Material supplied:
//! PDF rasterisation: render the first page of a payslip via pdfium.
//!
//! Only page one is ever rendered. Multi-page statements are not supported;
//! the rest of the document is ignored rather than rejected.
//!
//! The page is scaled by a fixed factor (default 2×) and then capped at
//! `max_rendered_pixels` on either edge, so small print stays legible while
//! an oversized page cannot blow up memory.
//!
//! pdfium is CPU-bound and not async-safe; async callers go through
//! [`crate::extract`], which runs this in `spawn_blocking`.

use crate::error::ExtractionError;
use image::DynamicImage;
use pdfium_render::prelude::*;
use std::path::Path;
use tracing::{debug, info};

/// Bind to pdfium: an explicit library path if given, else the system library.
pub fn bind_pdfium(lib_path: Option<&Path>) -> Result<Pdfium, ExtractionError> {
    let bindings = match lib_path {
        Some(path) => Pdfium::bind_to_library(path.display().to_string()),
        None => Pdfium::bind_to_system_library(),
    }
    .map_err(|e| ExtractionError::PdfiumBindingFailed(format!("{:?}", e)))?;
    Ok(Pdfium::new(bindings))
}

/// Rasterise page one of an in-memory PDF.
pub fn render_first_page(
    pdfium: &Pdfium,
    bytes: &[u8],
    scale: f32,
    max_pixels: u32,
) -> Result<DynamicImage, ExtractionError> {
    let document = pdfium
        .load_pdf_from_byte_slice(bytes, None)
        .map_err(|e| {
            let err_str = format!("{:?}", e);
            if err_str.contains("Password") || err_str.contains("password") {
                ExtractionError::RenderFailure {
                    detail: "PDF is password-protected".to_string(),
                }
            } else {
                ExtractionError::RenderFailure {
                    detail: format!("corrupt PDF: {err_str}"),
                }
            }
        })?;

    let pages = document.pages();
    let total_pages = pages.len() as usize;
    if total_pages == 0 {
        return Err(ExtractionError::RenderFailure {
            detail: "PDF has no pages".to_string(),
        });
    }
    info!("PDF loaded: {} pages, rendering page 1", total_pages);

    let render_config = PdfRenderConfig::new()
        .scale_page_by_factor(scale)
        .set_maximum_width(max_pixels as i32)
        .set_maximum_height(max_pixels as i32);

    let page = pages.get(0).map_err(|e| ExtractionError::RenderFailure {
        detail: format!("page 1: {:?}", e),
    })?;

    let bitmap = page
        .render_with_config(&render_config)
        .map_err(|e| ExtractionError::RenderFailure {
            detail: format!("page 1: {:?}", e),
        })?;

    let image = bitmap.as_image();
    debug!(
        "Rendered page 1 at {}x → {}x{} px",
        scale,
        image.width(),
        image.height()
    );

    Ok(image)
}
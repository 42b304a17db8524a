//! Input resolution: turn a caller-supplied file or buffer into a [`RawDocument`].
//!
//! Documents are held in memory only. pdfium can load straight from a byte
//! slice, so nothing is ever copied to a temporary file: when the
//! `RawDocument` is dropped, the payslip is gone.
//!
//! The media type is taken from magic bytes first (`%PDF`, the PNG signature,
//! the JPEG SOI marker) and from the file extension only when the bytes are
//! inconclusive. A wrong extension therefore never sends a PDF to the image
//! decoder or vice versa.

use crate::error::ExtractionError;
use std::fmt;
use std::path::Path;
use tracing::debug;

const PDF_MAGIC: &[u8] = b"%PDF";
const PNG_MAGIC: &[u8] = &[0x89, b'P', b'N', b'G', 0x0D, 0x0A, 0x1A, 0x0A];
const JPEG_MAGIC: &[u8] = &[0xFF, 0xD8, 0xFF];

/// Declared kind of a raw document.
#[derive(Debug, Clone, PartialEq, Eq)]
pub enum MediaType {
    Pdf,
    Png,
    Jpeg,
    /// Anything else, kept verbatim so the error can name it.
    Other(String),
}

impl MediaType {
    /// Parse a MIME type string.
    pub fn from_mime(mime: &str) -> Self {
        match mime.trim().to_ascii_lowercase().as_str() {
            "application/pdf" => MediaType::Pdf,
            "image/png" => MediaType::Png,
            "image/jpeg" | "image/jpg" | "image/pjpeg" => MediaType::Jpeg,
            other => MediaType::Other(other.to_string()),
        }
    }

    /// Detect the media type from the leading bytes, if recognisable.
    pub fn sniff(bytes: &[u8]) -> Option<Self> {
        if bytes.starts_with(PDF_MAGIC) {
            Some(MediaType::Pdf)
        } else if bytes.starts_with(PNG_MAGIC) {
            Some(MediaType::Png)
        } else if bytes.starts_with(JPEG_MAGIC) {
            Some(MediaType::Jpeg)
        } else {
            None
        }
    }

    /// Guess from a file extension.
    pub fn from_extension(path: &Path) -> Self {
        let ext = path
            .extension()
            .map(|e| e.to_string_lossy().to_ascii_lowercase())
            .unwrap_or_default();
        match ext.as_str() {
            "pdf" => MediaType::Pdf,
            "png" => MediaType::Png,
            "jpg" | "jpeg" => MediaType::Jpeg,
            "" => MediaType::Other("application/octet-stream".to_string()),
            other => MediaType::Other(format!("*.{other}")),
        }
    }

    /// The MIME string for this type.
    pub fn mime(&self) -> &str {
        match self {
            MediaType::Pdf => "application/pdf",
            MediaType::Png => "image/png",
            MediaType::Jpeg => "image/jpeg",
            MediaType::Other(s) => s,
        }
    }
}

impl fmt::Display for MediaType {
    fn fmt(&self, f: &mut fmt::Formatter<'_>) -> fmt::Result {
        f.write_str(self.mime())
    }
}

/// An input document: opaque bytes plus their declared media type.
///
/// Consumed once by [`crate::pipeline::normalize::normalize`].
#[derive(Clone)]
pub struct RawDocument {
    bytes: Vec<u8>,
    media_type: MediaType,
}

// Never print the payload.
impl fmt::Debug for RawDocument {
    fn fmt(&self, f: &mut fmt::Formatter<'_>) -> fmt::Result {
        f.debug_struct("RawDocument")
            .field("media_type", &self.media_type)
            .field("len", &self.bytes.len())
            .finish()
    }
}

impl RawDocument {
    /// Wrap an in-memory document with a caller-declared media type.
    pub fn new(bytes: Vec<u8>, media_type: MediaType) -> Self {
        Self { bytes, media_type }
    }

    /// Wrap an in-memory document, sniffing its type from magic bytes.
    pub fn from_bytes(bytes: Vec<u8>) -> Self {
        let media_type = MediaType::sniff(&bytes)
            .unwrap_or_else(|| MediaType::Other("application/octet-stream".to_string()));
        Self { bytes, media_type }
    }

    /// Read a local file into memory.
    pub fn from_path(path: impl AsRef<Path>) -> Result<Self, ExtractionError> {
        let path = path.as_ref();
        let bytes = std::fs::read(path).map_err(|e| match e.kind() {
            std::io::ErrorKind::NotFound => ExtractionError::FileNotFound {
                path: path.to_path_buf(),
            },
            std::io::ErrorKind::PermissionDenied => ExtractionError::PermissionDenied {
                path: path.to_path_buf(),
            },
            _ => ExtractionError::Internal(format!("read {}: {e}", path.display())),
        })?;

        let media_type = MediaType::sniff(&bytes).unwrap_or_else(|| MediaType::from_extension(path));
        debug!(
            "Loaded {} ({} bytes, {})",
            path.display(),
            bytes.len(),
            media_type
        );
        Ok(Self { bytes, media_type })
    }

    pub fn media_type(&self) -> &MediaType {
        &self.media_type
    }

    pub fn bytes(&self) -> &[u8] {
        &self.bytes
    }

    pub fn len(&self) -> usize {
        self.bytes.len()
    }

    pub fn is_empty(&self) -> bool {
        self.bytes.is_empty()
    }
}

Assignment: Quote only the lines from the line containing "pub fn len(&self)" through the end of the listing, please, keeping both the first and the last line.

The completed task:
    pub fn len(&self) -> usize {
        self.bytes.len()
    }

    pub fn is_empty(&self) -> bool {
        self.bytes.is_empty()
    }
}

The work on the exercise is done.